# Air in a can - Does this work?



## born36 (Jun 28, 2011)

Hello

I am looking at new ways to correct my 15 week puppy that are nonphysical. I have noticed the air in can or hiss cans and am wondering if anyone has experience with these and if they work?

thanks


----------



## jammin (Jan 14, 2011)

Hi
We used it to stop Ebba jumping up att people and to stop her from counter surfing. We only had to do it a couple of times and she hasn't done either since! This was when she was about 3 months, and she's 10 now (months). Just make sure you read the instructions, if you use it the wrong way and at the wrong time it can do more harm than good.
Good luck!


----------



## Shivangi (Jan 19, 2010)

It had the opposite impact for us. Our V found it most intriguing and started jumping up more often in order to get to it and bite the air flow! 

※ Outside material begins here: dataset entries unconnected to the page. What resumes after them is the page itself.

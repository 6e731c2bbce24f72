//! Registry of collection schemas and the parse front door.
//!
//! The registry owns three indices grown incrementally as APIs are
//! materialized from the catalog: the flat collection-id → parser map used
//! for collection paths, the URL trie, and the default-resolver table. The
//! trie is append-only; parser-map entries are superseded on version
//! switches. Process-wide mutable state with no internal locking: isolation
//! across concurrent uses goes through [`Registry::clone_and_switch`] only.

use std::cell::RefCell;
use std::collections::{HashMap, HashSet};
use std::rc::Rc;
use std::sync::LazyLock;

use regex::Regex;
use tracing::debug;

use crate::error::{Error, RegistryError, ResolveError, Result};
use crate::model::catalog::ApiCatalog;
use crate::model::collection::CollectionSchema;
use crate::resolver::defaults::{DefaultResolverTable, Resolver, ResolverContext};
use crate::resolver::endpoint;
use crate::resolver::path::{split_collection_prefix, CollectionParser};
use crate::resolver::reference::Reference;
use crate::resolver::trie::TrieNode;

/// The two hard-coded storage collections reachable through shorthand.
pub const STORAGE_BUCKETS: &str = "storage.buckets";
pub const STORAGE_OBJECTS: &str = "storage.objects";

const STORAGE_SCHEME_PREFIX: &str = "blob://";
/// Storage endpoints recognized by the URL fallback when the trie declines.
const STORAGE_BASE_URL: &str = "https://www.atlasapis.com/storage/v1/";
const STORAGE_ALT_BASE_URL: &str = "https://storage.atlasapis.com/";

/// `blob://bucket` or `blob://bucket/object`; the object may contain `/`.
static STORAGE_SHORTHAND_PATTERN: LazyLock<Regex> =
    LazyLock::new(|| Regex::new(r"^blob://([^/]*)(?:/(.*))?$").expect("invalid storage regex"));

pub struct Registry {
    catalog: Rc<dyn ApiCatalog>,
    path_parsers: HashMap<String, CollectionParser>,
    url_trie: TrieNode,
    defaults: Rc<RefCell<DefaultResolverTable>>,
    known_apis: HashMap<String, HashSet<String>>,
    endpoint_overrides: HashMap<String, String>,
}

impl Registry {
    pub fn new(catalog: Rc<dyn ApiCatalog>) -> Self {
        Registry {
            catalog,
            path_parsers: HashMap::new(),
            url_trie: TrieNode::default(),
            defaults: Rc::new(RefCell::new(DefaultResolverTable::default())),
            known_apis: HashMap::new(),
            endpoint_overrides: HashMap::new(),
        }
    }

    /// Route an API's URLs and issued links through a non-default endpoint.
    pub fn set_endpoint_override(&mut self, api: impl Into<String>, base_url: impl Into<String>) {
        self.endpoint_overrides.insert(api.into(), base_url.into());
    }

    pub fn set_default(
        &mut self,
        api: &str,
        collection: Option<&str>,
        param: &str,
        resolver: Resolver,
    ) -> std::result::Result<(), RegistryError> {
        self.defaults.borrow_mut().set(api, collection, param, resolver)
    }

    /// Evaluate the registered default for a parameter, exact collection
    /// entry first, then the API-wide wildcard. `None` when neither exists
    /// or the resolver declines.
    pub fn get_default(&self, api: &str, collection: &str, param: &str) -> Option<String> {
        self.defaults
            .borrow()
            .get(api, collection, param)
            .and_then(Resolver::resolve)
    }

    /// Register one collection schema. Growth of the URL trie is idempotent;
    /// the path-parser entry is replaced unconditionally unless a different
    /// API already claims the id.
    pub fn register_collection(
        &mut self,
        schema: CollectionSchema,
    ) -> std::result::Result<(), RegistryError> {
        schema.validate()?;
        if let Some(existing) = self.path_parsers.get(&schema.full_name) {
            if existing.schema().api_name != schema.api_name {
                return Err(RegistryError::AmbiguousApi {
                    collection: schema.full_name.clone(),
                    base_urls: vec![
                        existing.schema().base_url.clone(),
                        schema.base_url.clone(),
                    ],
                });
            }
        }

        let schema = Rc::new(schema);
        let mut tokens = vec![schema.api_name.clone(), schema.api_version.clone()];
        tokens.extend(schema.relative_path.split('/').map(str::to_owned));
        self.url_trie.insert(&tokens, schema.clone())?;

        debug!(
            collection = %schema.full_name,
            api = %schema.api_name,
            version = %schema.api_version,
            "registered collection"
        );
        self.path_parsers.insert(
            schema.full_name.clone(),
            CollectionParser::new(schema, self.defaults.clone()),
        );
        Ok(())
    }

    /// Materialize an API version from the catalog if it is not already
    /// known. With no version requested: a single already-registered version
    /// is reused, otherwise the catalog's declared default applies.
    pub fn register_api(
        &mut self,
        api: &str,
        version: Option<&str>,
    ) -> std::result::Result<String, RegistryError> {
        let registered = self.known_apis.get(api);
        let version = match version {
            Some(version) => version.to_owned(),
            None => match registered {
                Some(versions) if versions.len() == 1 => {
                    versions.iter().next().cloned().unwrap_or_default()
                }
                _ => self.catalog.default_version(api)?,
            },
        };
        if self
            .known_apis
            .get(api)
            .is_some_and(|versions| versions.contains(&version))
        {
            return Ok(version);
        }

        let schemas = self.catalog.collections(api, &version)?;
        for schema in schemas {
            self.register_collection(schema)?;
        }
        self.known_apis
            .entry(api.to_owned())
            .or_default()
            .insert(version.clone());
        Ok(version)
    }

    /// Intentional version replacement: collection-path parsing moves to the
    /// new version while the trie keeps the old version's entries, so links
    /// issued before the switch stay parseable.
    pub fn switch_api(
        &mut self,
        api: &str,
        version: &str,
    ) -> std::result::Result<(), RegistryError> {
        debug!(api, version, "switching API version");
        self.path_parsers
            .retain(|_, parser| parser.schema().api_name != api);
        self.known_apis.remove(api);
        self.register_api(api, Some(version))?;
        Ok(())
    }

    /// Sandboxed copy: the three indices are spine-copied (schemas shared),
    /// the default table gets a fresh handle, and every cloned parser is
    /// re-pointed at it before the requested versions are switched in.
    pub fn clone_and_switch(
        &self,
        apis: &[(&str, &str)],
    ) -> std::result::Result<Registry, RegistryError> {
        let defaults = Rc::new(RefCell::new(self.defaults.borrow().clone()));
        let path_parsers = self
            .path_parsers
            .iter()
            .map(|(id, parser)| (id.clone(), parser.with_defaults(defaults.clone())))
            .collect();
        let mut cloned = Registry {
            catalog: self.catalog.clone(),
            path_parsers,
            url_trie: self.url_trie.clone(),
            defaults,
            known_apis: self.known_apis.clone(),
            endpoint_overrides: self.endpoint_overrides.clone(),
        };
        for (api, version) in apis {
            cloned.switch_api(api, version)?;
        }
        Ok(cloned)
    }

    /// Parse a collection path against a known collection id, materializing
    /// the owning API on first use.
    pub fn parse_collection_path(
        &mut self,
        collection: &str,
        path: Option<&str>,
        context: ResolverContext,
        resolve: bool,
    ) -> Result<Reference> {
        let api = collection.split('.').next().unwrap_or_default().to_owned();
        if api.is_empty() {
            return Err(ResolveError::UnknownCollection {
                line: collection.to_owned(),
            }
            .into());
        }
        match self.register_api(&api, None) {
            Ok(_) => {}
            Err(RegistryError::Catalog(_)) => {
                return Err(ResolveError::UnknownCollection {
                    line: collection.to_owned(),
                }
                .into())
            }
            Err(err) => return Err(err.into()),
        }
        let parser =
            self.path_parsers
                .get(collection)
                .ok_or_else(|| ResolveError::UnknownCollection {
                    line: collection.to_owned(),
                })?;
        let base_url = self.endpoint_overrides.get(&api).cloned();
        Ok(parser.parse_path(path, context, resolve, base_url)?)
    }

    /// Parse an absolute URL through the trie. A matched URL is
    /// definitionally fully specified, so the result is always resolved.
    pub fn parse_url(&mut self, url: &str) -> Result<Reference> {
        let split = endpoint::split_url(url, &self.endpoint_overrides, self.catalog.as_ref())?;
        let version = match self.register_api(&split.api_name, split.api_version.as_deref()) {
            Ok(version) => version,
            Err(RegistryError::Catalog(_)) => {
                return Err(ResolveError::InvalidResource {
                    line: url.to_owned(),
                }
                .into())
            }
            Err(err) => return Err(err.into()),
        };

        let mut tokens = vec![split.api_name.clone(), version];
        tokens.extend(split.resource_path.split('/').map(str::to_owned));
        let (schema, params) = self.url_trie.walk(&tokens, url)?;

        let context: ResolverContext = params
            .into_iter()
            .map(|(param, value)| (param, Resolver::Literal(value)))
            .collect();
        let values = vec![None; schema.ordered_params.len()];
        let mut reference = Reference::new(
            schema,
            values,
            context,
            self.defaults.clone(),
            Some(split.endpoint),
            Some(url.to_owned()),
        );
        reference.resolve()?;
        Ok(reference)
    }

    /// `blob://bucket` or `blob://bucket/object`, bypassing the trie and the
    /// collection grammar.
    pub fn parse_storage_shorthand(&mut self, url: &str) -> Result<Reference> {
        let caps = STORAGE_SHORTHAND_PATTERN.captures(url).ok_or_else(|| {
            ResolveError::InvalidResource {
                line: url.to_owned(),
            }
        })?;
        let bucket = caps.get(1).map(|m| m.as_str()).unwrap_or_default();
        match caps.get(2).map(|m| m.as_str()).filter(|s| !s.is_empty()) {
            Some(object) => self.create(STORAGE_OBJECTS, [("bucket", bucket), ("object", object)]),
            None => self.create(STORAGE_BUCKETS, [("bucket", bucket)]),
        }
    }

    /// The front door: URLs, storage shorthand, and collection paths.
    pub fn parse(
        &mut self,
        line: Option<&str>,
        context: ResolverContext,
        collection: Option<&str>,
        enforce_collection: bool,
        resolve: bool,
    ) -> Result<Reference> {
        if let Some(line) = line {
            if line.starts_with("https://") || line.starts_with("http://") {
                let parsed = match self.parse_url(line) {
                    Ok(reference) => Some(reference),
                    Err(Error::Resolve(ResolveError::InvalidResource { .. })) => None,
                    Err(err) => return Err(err),
                };
                let mut reference = match parsed {
                    Some(reference) => reference,
                    None => self.parse_storage_fallback(line)?,
                };
                if enforce_collection {
                    if let Some(expected) = collection {
                        if reference.collection() != expected {
                            return Err(ResolveError::WrongResourceCollection {
                                expected: expected.to_owned(),
                                got: reference.collection().to_owned(),
                                path: reference.weak_self_link(),
                            }
                            .into());
                        }
                    }
                }
                return Ok(reference);
            }
            if line.starts_with(STORAGE_SCHEME_PREFIX) {
                return self.parse_storage_shorthand(line);
            }
        }

        let line_text = line.unwrap_or_default();
        let collection = match collection {
            Some(collection) => collection.to_owned(),
            None => {
                let (prefix, _) = split_collection_prefix(line_text).ok_or_else(|| {
                    ResolveError::InvalidResource {
                        line: line_text.to_owned(),
                    }
                })?;
                prefix
                    .ok_or_else(|| ResolveError::UnknownCollection {
                        line: line_text.to_owned(),
                    })?
                    .to_owned()
            }
        };

        // Object paths embed bucket/object in one token pair rather than the
        // collection grammar.
        if collection == STORAGE_OBJECTS {
            let mut context = context;
            if !context.contains_key("bucket") || !context.contains_key("object") {
                let path_part = split_collection_prefix(line_text)
                    .map(|(_, path)| path)
                    .unwrap_or(line_text);
                let (bucket, object) = path_part.split_once('/').ok_or_else(|| {
                    ResolveError::InvalidResource {
                        line: line_text.to_owned(),
                    }
                })?;
                context.insert("bucket".to_string(), Resolver::literal(bucket));
                context.insert("object".to_string(), Resolver::literal(object));
            }
            return self.parse_collection_path(STORAGE_OBJECTS, None, context, resolve);
        }

        self.parse_collection_path(&collection, line, context, resolve)
    }

    /// Shortcut for building a reference from a known collection and literal
    /// parameter values.
    pub fn create<I, K, V>(&mut self, collection: &str, params: I) -> Result<Reference>
    where
        I: IntoIterator<Item = (K, V)>,
        K: Into<String>,
        V: Into<String>,
    {
        let context: ResolverContext = params
            .into_iter()
            .map(|(param, value)| (param.into(), Resolver::Literal(value.into())))
            .collect();
        self.parse(None, context, Some(collection), true, true)
    }

    /// Storage URLs the trie declined: the path-style `b/<bucket>/o/<object>`
    /// form and the host-style `<bucket>[/<object>]` form.
    fn parse_storage_fallback(&mut self, url: &str) -> Result<Reference> {
        if let Some(rest) = url.strip_prefix(STORAGE_BASE_URL) {
            let mut segments = rest.splitn(4, '/');
            if let (Some("b"), Some(bucket), Some("o"), Some(object)) = (
                segments.next(),
                segments.next(),
                segments.next(),
                segments.next(),
            ) {
                return self.create(STORAGE_OBJECTS, [("bucket", bucket), ("object", object)]);
            }
        } else if let Some(rest) = url.strip_prefix(STORAGE_ALT_BASE_URL) {
            return match rest.split_once('/') {
                Some((bucket, object)) => {
                    self.create(STORAGE_OBJECTS, [("bucket", bucket), ("object", object)])
                }
                None => self.create(STORAGE_BUCKETS, [("bucket", rest)]),
            };
        }
        Err(ResolveError::InvalidResource {
            line: url.to_owned(),
        }
        .into())
    }
}
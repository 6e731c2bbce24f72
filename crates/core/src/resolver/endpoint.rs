// Endpoint splitting: infer (api, version, resource path) from a URL.
//
// Configured endpoint overrides win over the domain heuristics. Hosts that
// carry the canonical API-domain marker put the api name in the first host
// label with an optional version as the first path segment; every other host
// (local proxies, www.-style shared hosts) carries api and version as the
// first two path segments.

use std::collections::HashMap;
use std::sync::LazyLock;

use regex::Regex;

use crate::error::ResolveError;
use crate::model::catalog::ApiCatalog;

/// Marker for hosts following the `<api>.<marker>.<tld>` convention.
pub(crate) const API_DOMAIN_MARKER: &str = "atlasapis";

/// Version-shaped path tokens: `v1`, `v2beta3`, `alpha`, `beta`.
static VERSION_PATTERN: LazyLock<Regex> =
    LazyLock::new(|| Regex::new(r"^(v\d+[a-z0-9]*|alpha|beta)$").expect("invalid version regex"));

#[derive(Debug, Clone, PartialEq, Eq)]
pub(crate) struct SplitUrl {
    pub api_name: String,
    pub api_version: Option<String>,
    pub resource_path: String,
    /// The URL with the resource path removed; becomes the reference's base.
    pub endpoint: String,
}

pub(crate) fn strip_scheme(url: &str) -> Result<&str, ResolveError> {
    url.strip_prefix("https://")
        .or_else(|| url.strip_prefix("http://"))
        .ok_or_else(|| ResolveError::InvalidEndpoint {
            url: url.to_owned(),
        })
}

pub(crate) fn split_url(
    url: &str,
    overrides: &HashMap<String, String>,
    catalog: &dyn ApiCatalog,
) -> Result<SplitUrl, ResolveError> {
    strip_scheme(url)?;

    for (api, base) in overrides {
        if let Some(rest) = url.strip_prefix(base.as_str()) {
            let (api_version, resource_path) = take_version(api, rest, catalog);
            return Ok(split_at(url, api.clone(), api_version, resource_path));
        }
    }

    let stripped = strip_scheme(url)?;
    let (host, rest) = stripped.split_once('/').unwrap_or((stripped, ""));

    if host.contains(API_DOMAIN_MARKER) && !host.starts_with("www.") {
        let api_name = host.split('.').next().unwrap_or(host).to_owned();
        let (api_version, resource_path) = take_version(&api_name, rest, catalog);
        return Ok(split_at(url, api_name, api_version, resource_path));
    }

    // Path-style: /<api>/<version>/<resource...>
    let mut segments = rest.splitn(3, '/');
    let api_name = segments
        .next()
        .filter(|segment| !segment.is_empty())
        .ok_or_else(|| ResolveError::InvalidResource {
            line: url.to_owned(),
        })?
        .to_owned();
    let api_version = segments
        .next()
        .filter(|segment| !segment.is_empty())
        .ok_or_else(|| ResolveError::InvalidResource {
            line: url.to_owned(),
        })?
        .to_owned();
    let resource_path = segments.next().unwrap_or("").to_owned();
    Ok(split_at(url, api_name, Some(api_version), resource_path))
}

fn split_at(
    url: &str,
    api_name: String,
    api_version: Option<String>,
    resource_path: String,
) -> SplitUrl {
    let endpoint = url[..url.len() - resource_path.len()].to_owned();
    SplitUrl {
        api_name,
        api_version,
        resource_path,
        endpoint,
    }
}

/// Peel a leading version segment off `rest` when it is one the catalog
/// knows or at least looks like a version; otherwise the caller falls back
/// to the API's declared default.
fn take_version(api: &str, rest: &str, catalog: &dyn ApiCatalog) -> (Option<String>, String) {
    let (first, remainder) = rest.split_once('/').unwrap_or((rest, ""));
    let known = catalog.known_versions(api).unwrap_or_default();
    if known.iter().any(|version| version == first) || VERSION_PATTERN.is_match(first) {
        (Some(first.to_owned()), remainder.to_owned())
    } else {
        (None, rest.to_owned())
    }
}

#[cfg(test)]
mod tests {
    use super::*;
    use crate::model::catalog::CatalogError;
    use crate::model::collection::CollectionSchema;

    struct FakeCatalog;

    impl ApiCatalog for FakeCatalog {
        fn collections(
            &self,
            api: &str,
            _version: &str,
        ) -> Result<Vec<CollectionSchema>, CatalogError> {
            Err(CatalogError::UnknownApi {
                name: api.to_owned(),
            })
        }

        fn default_version(&self, _api: &str) -> Result<String, CatalogError> {
            Ok("v1".to_string())
        }

        fn known_versions(&self, api: &str) -> Result<Vec<String>, CatalogError> {
            if api == "svc" {
                Ok(vec!["v1".to_string(), "prod-2024".to_string()])
            } else {
                Ok(vec![])
            }
        }
    }

    #[test]
    fn missing_scheme_is_invalid_endpoint() {
        let err = split_url("ftp://svc.atlasapis.com/v1/x", &HashMap::new(), &FakeCatalog)
            .unwrap_err();
        assert!(matches!(err, ResolveError::InvalidEndpoint { .. }));
    }

    #[test]
    fn canonical_host_carries_api_and_version() {
        let split = split_url(
            "https://svc.atlasapis.com/v1/projects/p/widgets/w",
            &HashMap::new(),
            &FakeCatalog,
        )
        .unwrap();
        assert_eq!(split.api_name, "svc");
        assert_eq!(split.api_version.as_deref(), Some("v1"));
        assert_eq!(split.resource_path, "projects/p/widgets/w");
        assert_eq!(split.endpoint, "https://svc.atlasapis.com/v1/");
    }

    #[test]
    fn canonical_host_without_version_defers_to_default() {
        let split = split_url(
            "https://svc.atlasapis.com/projects/p",
            &HashMap::new(),
            &FakeCatalog,
        )
        .unwrap();
        assert_eq!(split.api_name, "svc");
        assert_eq!(split.api_version, None);
        assert_eq!(split.resource_path, "projects/p");
    }

    #[test]
    fn catalog_known_version_is_accepted_even_when_unshapely() {
        let split = split_url(
            "https://svc.atlasapis.com/prod-2024/projects/p",
            &HashMap::new(),
            &FakeCatalog,
        )
        .unwrap();
        assert_eq!(split.api_version.as_deref(), Some("prod-2024"));
        assert_eq!(split.resource_path, "projects/p");
    }

    #[test]
    fn www_host_is_path_style() {
        let split = split_url(
            "https://www.atlasapis.com/storage/v1/b/bkt/o/obj",
            &HashMap::new(),
            &FakeCatalog,
        )
        .unwrap();
        assert_eq!(split.api_name, "storage");
        assert_eq!(split.api_version.as_deref(), Some("v1"));
        assert_eq!(split.resource_path, "b/bkt/o/obj");
        assert_eq!(split.endpoint, "https://www.atlasapis.com/storage/v1/");
    }

    #[test]
    fn foreign_host_is_path_style() {
        let split = split_url(
            "http://localhost:8787/svc/v1/projects/p",
            &HashMap::new(),
            &FakeCatalog,
        )
        .unwrap();
        assert_eq!(split.api_name, "svc");
        assert_eq!(split.api_version.as_deref(), Some("v1"));
        assert_eq!(split.resource_path, "projects/p");
    }

    #[test]
    fn path_style_without_enough_segments_is_invalid_resource() {
        let err = split_url("https://localhost/onlyapi", &HashMap::new(), &FakeCatalog)
            .unwrap_err();
        assert!(matches!(err, ResolveError::InvalidResource { .. }));
    }

    #[test]
    fn endpoint_override_wins_over_heuristics() {
        let mut overrides = HashMap::new();
        overrides.insert(
            "svc".to_string(),
            "https://sandbox.example.dev/svc-api/".to_string(),
        );
        let split = split_url(
            "https://sandbox.example.dev/svc-api/projects/p",
            &overrides,
            &FakeCatalog,
        )
        .unwrap();
        assert_eq!(split.api_name, "svc");
        assert_eq!(split.api_version, None);
        assert_eq!(split.resource_path, "projects/p");
        assert_eq!(split.endpoint, "https://sandbox.example.dev/svc-api/");
    }
}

We changed our method and that worked for us. Every time she jumped up, we turned our back towards her, indicating that she wont get any attention by jumping. She got the message pretty soon. 

As for counter surfing, she grew out of that habit over time with regular correction. A simple, stern, 'No' was enough. It did take a while. And a lot of patience.


----------



## Maisy Mae (Jul 22, 2011)

We haven't used a air can on Maisy, but use a spray bottle which works well for nearly every punishment! Good Luck!


----------



## redbirddog (Apr 23, 2010)

A squirt bottle of water. Just take an old windex bottle and fill with water.

We keep it in the living room. If the dogs go "nuts" I just have to grab it. End of problem.

For dogs that love water and tough that it works, but it always has. Use it sparingly and associate it with a strong "leave it" or "off" or other command.

Another poster said to use actual commands and not just "NO!" This way when you say "off" the dog knows what was the error in his/her ways.


----------



## born36 (Jun 28, 2011)

Thanks for the feedback so far. We have used the spray water bottle before but are now to a point where Mac just thinks it is a game. So he gets excited and wants to continue the bad behavior but gets even more intense.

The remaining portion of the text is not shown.